1997
MAP
BIG GIRLS DON'T CRY
by Sue Huggans
I had a really funny thing happen on the way to my dentist. My MAP team gave me a good laugh, which was just what I needed.
It was time to face the music and meet with an oral surgeon to discuss the removal of all my teeth, to be replaced by dentures. I was feeling really sorry for myself and close to tears as I started the drive from my home to his office. I decided to open up a MAP coning right then, which I often forget to do once I'm in the doctor's office, and I knew they would want to hear what he had to say. Once the coning was open, I told them where I was headed and that I was feeling such grief at the thought of no longer having my own teeth. I asked them to be present for the appointment, but also asked if they could do anything to help me feel less sad. I told them that I knew they couldn't really work on me while I was driving, but asked them to do whatever they could. I really didn't want to break down in tears in the doctor's chair.

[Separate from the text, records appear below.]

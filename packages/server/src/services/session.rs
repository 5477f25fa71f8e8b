//! Quiz sessions, their rounds and the draft/active/completed state machine.

use chrono::{DateTime, Utc};
use common::{SessionStatus, SessionTransition, TransitionOutcome};
use sea_orm::prelude::Expr;
use sea_orm::*;
use tracing::{debug, info};
use uuid::Uuid;

use crate::entity::{answer, round, session};
use crate::error::AppError;
use crate::services::guard;
use crate::services::tenant::require_active_tenant;

/// Rounds a session may hold.
pub const MAX_ROUNDS: i32 = 30;
/// Options every round offers.
pub const OPTION_COUNT: usize = 4;

/// A round to append to a session.
#[derive(Debug, Clone)]
pub struct NewRound {
    pub prompt: String,
    pub options: Vec<String>,
    pub correct_option_index: i32,
    pub media_url: Option<String>,
}

impl NewRound {
    pub fn validate(&self) -> Result<(), AppError> {
        let prompt = self.prompt.trim();
        if prompt.is_empty() || prompt.chars().count() > 1000 {
            return Err(AppError::Validation(
                "Prompt must be 1-1000 characters".into(),
            ));
        }
        if self.options.len() != OPTION_COUNT {
            return Err(AppError::Validation(format!(
                "A round needs exactly {OPTION_COUNT} options"
            )));
        }
        if self.options.iter().any(|o| o.trim().is_empty()) {
            return Err(AppError::Validation("Options must not be empty".into()));
        }
        if !(0..OPTION_COUNT as i32).contains(&self.correct_option_index) {
            return Err(AppError::Validation(format!(
                "correct_option_index must be between 0 and {}",
                OPTION_COUNT - 1
            )));
        }
        Ok(())
    }
}

/// Field changes for [`update_session`]. `description: Some(None)` clears it.
#[derive(Debug, Default)]
pub struct SessionChanges {
    pub title: Option<String>,
    pub description: Option<Option<String>>,
}

/// Look up a session within the actor's tenant.
///
/// The lookup is keyed by tenant. On a miss, a session owned by another
/// tenant yields `CrossTenantAccess`; one that does not exist at all is 404.
pub async fn find_session_scoped<C: ConnectionTrait>(
    db: &C,
    actor_tenant: Option<Uuid>,
    id: Uuid,
) -> Result<session::Model, AppError> {
    if let Some(tid) = actor_tenant
        && let Some(model) = session::Entity::find_by_id(id)
            .filter(session::Column::TenantId.eq(tid))
            .one(db)
            .await?
    {
        return Ok(model);
    }

    let owner: Option<Uuid> = session::Entity::find_by_id(id)
        .select_only()
        .column(session::Column::TenantId)
        .into_tuple()
        .one(db)
        .await?;

    match owner {
        Some(owner) => {
            guard::authorize(actor_tenant, owner)?;
            // Owner matched after all: the scoped read raced a concurrent write.
            Err(AppError::NotFound("Session not found".into()))
        }
        None => Err(AppError::NotFound("Session not found".into())),
    }
}

async fn reload<C: ConnectionTrait>(db: &C, id: Uuid) -> Result<session::Model, AppError> {
    session::Entity::find_by_id(id)
        .one(db)
        .await?
        .ok_or_else(|| AppError::NotFound("Session not found".into()))
}

/// New sessions start in `draft` in the given tenant, which must be active.
pub async fn create_session<C: ConnectionTrait>(
    db: &C,
    tenant_id: Uuid,
    created_by: Uuid,
    title: &str,
    description: Option<String>,
) -> Result<session::Model, AppError> {
    require_active_tenant(db, tenant_id).await?;

    let now = Utc::now();
    let model = session::ActiveModel {
        id: Set(Uuid::now_v7()),
        tenant_id: Set(tenant_id),
        title: Set(title.trim().to_string()),
        description: Set(description),
        status: Set(SessionStatus::Draft),
        round_count: Set(0),
        active_round_number: Set(None),
        active_round_started_at: Set(None),
        created_by: Set(created_by),
        created_at: Set(now),
        updated_at: Set(now),
    }
    .insert(db)
    .await?;

    info!(session_id = %model.id, tenant_id = %tenant_id, "Session created");
    Ok(model)
}

/// Sessions of one tenant, newest first.
pub async fn list_sessions<C: ConnectionTrait>(
    db: &C,
    tenant_id: Uuid,
    status: Option<SessionStatus>,
) -> Result<Vec<session::Model>, AppError> {
    let mut select = session::Entity::find().filter(session::Column::TenantId.eq(tenant_id));
    if let Some(status) = status {
        select = select.filter(session::Column::Status.eq(status));
    }
    Ok(select
        .order_by_desc(session::Column::CreatedAt)
        .all(db)
        .await?)
}

pub async fn update_session<C: ConnectionTrait>(
    db: &C,
    existing: session::Model,
    changes: SessionChanges,
) -> Result<session::Model, AppError> {
    let mut active: session::ActiveModel = existing.into();
    if let Some(title) = changes.title {
        active.title = Set(title.trim().to_string());
    }
    if let Some(description) = changes.description {
        active.description = Set(description);
    }
    active.updated_at = Set(Utc::now());
    Ok(active.update(db).await?)
}

/// Apply an admin-driven transition with a conditional update on the source state.
/// Leaving `active` clears the live round.
///
/// If no row moved, the session is re-read: already being in the target state
/// is a no-op success, anything else is a `Conflict`.
pub async fn transition<C: ConnectionTrait>(
    db: &C,
    session_id: Uuid,
    transition: SessionTransition,
) -> Result<session::Model, AppError> {
    let target = transition.target();
    let mut update = session::Entity::update_many()
        .col_expr(session::Column::Status, Expr::value(target))
        .col_expr(session::Column::UpdatedAt, Expr::value(Utc::now()));
    if transition.ends_live_round() {
        update = update
            .col_expr(
                session::Column::ActiveRoundNumber,
                Expr::value(Option::<i32>::None),
            )
            .col_expr(
                session::Column::ActiveRoundStartedAt,
                Expr::value(Option::<DateTime<Utc>>::None),
            );
    }
    let result = update
        .filter(session::Column::Id.eq(session_id))
        .filter(session::Column::Status.eq(transition.source()))
        .exec(db)
        .await?;

    let current = reload(db, session_id).await?;
    if result.rows_affected > 0 {
        info!(session_id = %session_id, to = %target, "Session {}d", transition.as_str());
        return Ok(current);
    }
    match current.status.apply(transition) {
        TransitionOutcome::Unchanged => {
            debug!(session_id = %session_id, status = %target, "Transition is a no-op");
            Ok(current)
        }
        TransitionOutcome::Move { .. } | TransitionOutcome::Rejected => Err(AppError::Conflict(
            format!("Cannot {} a {} session", transition.as_str(), current.status),
        )),
    }
}

/// Append a round. The round counter is bumped conditionally so concurrent
/// appends never pass the cap. The new round takes the number after the
/// highest one in use; the session row stays locked until commit, so
/// concurrent appends never reuse a number.
pub async fn add_round(
    db: &DatabaseConnection,
    session_id: Uuid,
    new_round: NewRound,
) -> Result<round::Model, AppError> {
    new_round.validate()?;

    let txn = db.begin().await?;

    let bumped = session::Entity::update_many()
        .col_expr(
            session::Column::RoundCount,
            Expr::col(session::Column::RoundCount).add(1),
        )
        .col_expr(session::Column::UpdatedAt, Expr::value(Utc::now()))
        .filter(session::Column::Id.eq(session_id))
        .filter(session::Column::RoundCount.lt(MAX_ROUNDS))
        .filter(session::Column::Status.ne(SessionStatus::Completed))
        .exec(&txn)
        .await?;

    let current = reload(&txn, session_id).await?;
    if bumped.rows_affected == 0 {
        if current.status.is_terminal() {
            return Err(AppError::Conflict(
                "Cannot add rounds to a completed session".into(),
            ));
        }
        return Err(AppError::MaxRoundsReached);
    }

    let highest: Option<Option<i32>> = round::Entity::find()
        .select_only()
        .column_as(round::Column::RoundNumber.max(), "highest")
        .filter(round::Column::SessionId.eq(session_id))
        .into_tuple()
        .one(&txn)
        .await?;
    let round_number = highest.flatten().unwrap_or(0) + 1;

    let options = new_round
        .options
        .iter()
        .map(|o| o.trim().to_string())
        .collect::<Vec<_>>();
    let model = round::ActiveModel {
        id: Set(Uuid::now_v7()),
        session_id: Set(session_id),
        round_number: Set(round_number),
        prompt: Set(new_round.prompt.trim().to_string()),
        options: Set(serde_json::json!(options)),
        correct_option_index: Set(new_round.correct_option_index),
        media_url: Set(new_round.media_url),
        created_at: Set(Utc::now()),
    }
    .insert(&txn)
    .await?;

    txn.commit().await?;
    info!(session_id = %session_id, round_number = model.round_number, "Round added");
    Ok(model)
}

/// Remove a round that nobody has answered.
///
/// The live round and rounds of a completed session cannot be removed. The
/// counter is decremented under the same conditions in one transaction with
/// the delete. Remaining rounds keep their numbers.
pub async fn delete_round(
    db: &DatabaseConnection,
    session_id: Uuid,
    round_number: i32,
) -> Result<(), AppError> {
    let txn = db.begin().await?;

    let target = find_round(&txn, session_id, round_number).await?;

    let answered = answer::Entity::find()
        .filter(answer::Column::SessionId.eq(session_id))
        .filter(answer::Column::RoundNumber.eq(round_number))
        .count(&txn)
        .await?;
    if answered > 0 {
        return Err(AppError::Conflict(format!(
            "Round {round_number} already has answers"
        )));
    }

    let shrunk = session::Entity::update_many()
        .col_expr(
            session::Column::RoundCount,
            Expr::col(session::Column::RoundCount).sub(1),
        )
        .col_expr(session::Column::UpdatedAt, Expr::value(Utc::now()))
        .filter(session::Column::Id.eq(session_id))
        .filter(session::Column::RoundCount.gt(0))
        .filter(session::Column::Status.ne(SessionStatus::Completed))
        .filter(
            Condition::any()
                .add(session::Column::ActiveRoundNumber.is_null())
                .add(session::Column::ActiveRoundNumber.ne(round_number)),
        )
        .exec(&txn)
        .await?;

    if shrunk.rows_affected == 0 {
        let current = reload(&txn, session_id).await?;
        if current.status.is_terminal() {
            return Err(AppError::Conflict(
                "Cannot delete rounds of a completed session".into(),
            ));
        }
        return Err(AppError::Conflict(format!(
            "Round {round_number} is live"
        )));
    }

    round::Entity::delete_by_id(target.id).exec(&txn).await?;
    txn.commit().await?;
    info!(session_id = %session_id, round_number, "Round deleted");
    Ok(())
}

pub async fn list_rounds<C: ConnectionTrait>(
    db: &C,
    session_id: Uuid,
) -> Result<Vec<round::Model>, AppError> {
    Ok(round::Entity::find()
        .filter(round::Column::SessionId.eq(session_id))
        .order_by_asc(round::Column::RoundNumber)
        .all(db)
        .await?)
}

pub async fn find_round<C: ConnectionTrait>(
    db: &C,
    session_id: Uuid,
    round_number: i32,
) -> Result<round::Model, AppError> {
    round::Entity::find()
        .filter(round::Column::SessionId.eq(session_id))
        .filter(round::Column::RoundNumber.eq(round_number))
        .one(db)
        .await?
        .ok_or_else(|| AppError::NotFound(format!("Round {round_number} not found")))
}

/// Make round `round_number` the live one and stamp its start time.
/// Only valid while the session is active.
pub async fn start_round<C: ConnectionTrait>(
    db: &C,
    session_id: Uuid,
    round_number: i32,
) -> Result<session::Model, AppError> {
    find_round(db, session_id, round_number).await?;

    let now = Utc::now();
    let result = session::Entity::update_many()
        .col_expr(session::Column::ActiveRoundNumber, Expr::value(round_number))
        .col_expr(session::Column::ActiveRoundStartedAt, Expr::value(now))
        .col_expr(session::Column::UpdatedAt, Expr::value(now))
        .filter(session::Column::Id.eq(session_id))
        .filter(session::Column::Status.eq(SessionStatus::Active))
        .exec(db)
        .await?;

    if result.rows_affected == 0 {
        return Err(AppError::SessionNotActive);
    }
    info!(session_id = %session_id, round_number, "Round started");
    reload(db, session_id).await
}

As I drove, I thought about my need to understand that I overdo things, including my emotions. Everything is so much worse for me than it is for the next person — to hear me talk about it. I realized that, after all, having dentures is a very common thing and not the end of the world. Truly, I am a very passionate person, and this was just me (or perhaps MAP) giving me a reality check.
The radio volume was turned down and I could not hear it. I suddenly got the idea that it would be nice to have some music to soothe me. In hindsight, I'm positive that was a suggestion from my MAP team. I leaned forward, turned up the volume, and the first thing I heard was ". . . don't cry, they don't cry. Big girls, don't cry!"
They had given me a really good laugh while letting me know that I wasn't alone, then or ever.